··· Provided records ···

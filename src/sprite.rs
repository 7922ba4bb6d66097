use crate::cel::Cel;
use crate::error::SpriteError;
use crate::frame::{DEFAULT_FRAME_DURATION_MS, Frame, FrameId};
use crate::layer::{Layer, LayerId};

/// Addresses one cel: a layer within a frame.
///
/// Commands hold this instead of a reference, so they stay valid across
/// structural edits that leave the cel itself in place.
#[derive(Debug, Clone, Copy, PartialEq, Eq, Hash)]
pub struct CelKey {
    pub frame: FrameId,
    pub layer: LayerId,
}

/// The document: layers stacked back to front, frames in playback order.
///
/// `active_layer` and `active_frame` are kept valid (or zero when the
/// respective list is empty) across every structural edit.
#[derive(Debug, Clone)]
pub struct Sprite {
    width: u32,
    height: u32,
    layers: Vec<Layer>,
    frames: Vec<Frame>,
    active_layer: usize,
    active_frame: usize,
    frame_duration: u32,
}

impl Sprite {
    /// An empty sprite with no layers and no frames.
    pub fn new(width: u32, height: u32) -> Self {
        Self {
            width,
            height,
            layers: Vec::new(),
            frames: Vec::new(),
            active_layer: 0,
            active_frame: 0,
            frame_duration: DEFAULT_FRAME_DURATION_MS,
        }
    }

    /// A sprite ready for painting: one layer and one empty frame.
    pub fn blank(width: u32, height: u32) -> Self {
        let mut sprite = Self::new(width, height);
        sprite.add_layer("Layer 1");
        sprite.add_frame(false);
        sprite
    }

    /// Duration given to frames created from now on.
    pub fn set_default_frame_duration(&mut self, duration: u32) {
        self.frame_duration = duration;
    }

    pub fn width(&self) -> u32 {
        self.width
    }

    pub fn height(&self) -> u32 {
        self.height
    }

    pub fn layers(&self) -> &[Layer] {
        &self.layers
    }

    pub fn frames(&self) -> &[Frame] {
        &self.frames
    }

    pub fn layer(&self, index: usize) -> Option<&Layer> {
        self.layers.get(index)
    }

    pub fn layer_mut(&mut self, index: usize) -> Option<&mut Layer> {
        self.layers.get_mut(index)
    }

    pub fn frame(&self, index: usize) -> Option<&Frame> {
        self.frames.get(index)
    }

    pub fn frame_mut(&mut self, index: usize) -> Option<&mut Frame> {
        self.frames.get_mut(index)
    }

    pub fn active_layer(&self) -> usize {
        self.active_layer
    }

    pub fn active_frame(&self) -> usize {
        self.active_frame
    }

    pub fn active_layer_id(&self) -> Option<LayerId> {
        self.layers.get(self.active_layer).map(|l| l.id)
    }

    pub fn current_frame(&self) -> Option<&Frame> {
        self.frames.get(self.active_frame)
    }

    pub fn current_frame_mut(&mut self) -> Option<&mut Frame> {
        self.frames.get_mut(self.active_frame)
    }

    pub fn layer_index(&self, id: LayerId) -> Option<usize> {
        self.layers.iter().position(|l| l.id == id)
    }

    pub fn frame_index(&self, id: FrameId) -> Option<usize> {
        self.frames.iter().position(|f| f.id == id)
    }

    /// Appends a layer on top of the stack.
    pub fn add_layer(&mut self, name: &str) -> &mut Layer {
        self.push_layer(Layer::new(name))
    }

    pub(crate) fn push_layer(&mut self, layer: Layer) -> &mut Layer {
        self.layers.push(layer);
        let last = self.layers.len() - 1;
        &mut self.layers[last]
    }

    /// Removes a layer together with its cels in every frame.
    pub fn remove_layer(&mut self, index: usize) -> Result<Layer, SpriteError> {
        if index >= self.layers.len() {
            return Err(SpriteError::LayerOutOfRange {
                index,
                len: self.layers.len(),
            });
        }
        let layer = self.layers.remove(index);
        for frame in &mut self.frames {
            frame.remove_cel(layer.id);
        }
        if self.active_layer > index || self.active_layer >= self.layers.len() {
            self.active_layer = self.active_layer.saturating_sub(1);
        }
        log::debug!("removed layer {:?} ({})", layer.name, layer.id);
        Ok(layer)
    }

    pub fn select_layer(&mut self, index: usize) -> Result<(), SpriteError> {
        if index >= self.layers.len() {
            return Err(SpriteError::LayerOutOfRange {
                index,
                len: self.layers.len(),
            });
        }
        self.active_layer = index;
        Ok(())
    }

    /// Appends a frame and makes it active. With `copy_previous`, the new
    /// frame starts with copies of the last frame's cels.
    pub fn add_frame(&mut self, copy_previous: bool) -> &mut Frame {
        let frame = match self.frames.last() {
            Some(prev) if copy_previous => prev.duplicate(),
            _ => Frame::new(self.frame_duration),
        };
        self.frames.push(frame);
        self.active_frame = self.frames.len() - 1;
        &mut self.frames[self.active_frame]
    }

    /// Inserts a frame right after `index` and makes it active. An `index`
    /// past the end appends. With `copy`, the new frame starts with copies of
    /// the cels at `index`.
    pub fn insert_frame_after(&mut self, index: usize, copy: bool) -> &mut Frame {
        let at = (index + 1).min(self.frames.len());
        let frame = match self.frames.get(index) {
            Some(src) if copy => src.duplicate(),
            _ => Frame::new(self.frame_duration),
        };
        self.frames.insert(at, frame);
        self.active_frame = at;
        &mut self.frames[at]
    }

    pub fn remove_frame(&mut self, index: usize) -> Result<Frame, SpriteError> {
        if index >= self.frames.len() {
            return Err(SpriteError::FrameOutOfRange {
                index,
                len: self.frames.len(),
            });
        }
        let frame = self.frames.remove(index);
        if self.active_frame > index || self.active_frame >= self.frames.len() {
            self.active_frame = self.active_frame.saturating_sub(1);
        }
        Ok(frame)
    }

    pub fn select_frame(&mut self, index: usize) -> Result<(), SpriteError> {
        if index >= self.frames.len() {
            return Err(SpriteError::FrameOutOfRange {
                index,
                len: self.frames.len(),
            });
        }
        self.active_frame = index;
        Ok(())
    }

    /// Key of the cel painting would currently target, if there is a layer
    /// and a frame to paint into.
    pub fn active_cel_key(&self) -> Option<CelKey> {
        Some(CelKey {
            frame: self.current_frame()?.id,
            layer: self.active_layer_id()?,
        })
    }

    /// Resolves the cel for the active layer and frame, creating it on first
    /// use.
    pub fn active_cel_or_insert(&mut self) -> Option<(CelKey, &mut Cel)> {
        let key = self.active_cel_key()?;
        let (width, height) = (self.width, self.height);
        let frame = self.frames.get_mut(self.active_frame)?;
        Some((key, frame.cel_or_insert(key.layer, width, height)))
    }

    pub fn cel(&self, key: CelKey) -> Option<&Cel> {
        self.frames
            .iter()
            .find(|f| f.id == key.frame)
            .and_then(|f| f.cel(key.layer))
    }

    pub fn cel_mut(&mut self, key: CelKey) -> Option<&mut Cel> {
        self.frames
            .iter_mut()
            .find(|f| f.id == key.frame)
            .and_then(|f| f.cel_mut(key.layer))
    }

    /// Clears stroke tags in every cel of every frame.
    pub fn reset_stroke_tags(&mut self) {
        for frame in &mut self.frames {
            for cel in frame.cels_mut() {
                cel.clear_stroke_tags();
            }
        }
    }

    pub(crate) fn restore_active(&mut self, layer: usize, frame: usize) {
        self.active_layer = layer.min(self.layers.len().saturating_sub(1));
        self.active_frame = frame.min(self.frames.len().saturating_sub(1));
    }

    pub(crate) fn push_frame(&mut self, frame: Frame) {
        self.frames.push(frame);
    }
}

···

→ **Your objective**:
If a line in the records has the word "bool", copy that line.

→ **Response area**:
    pub fn add_frame(&mut self, copy_previous: bool) -> &mut Frame {
    pub fn insert_frame_after(&mut self, index: usize, copy: bool) -> &mut Frame {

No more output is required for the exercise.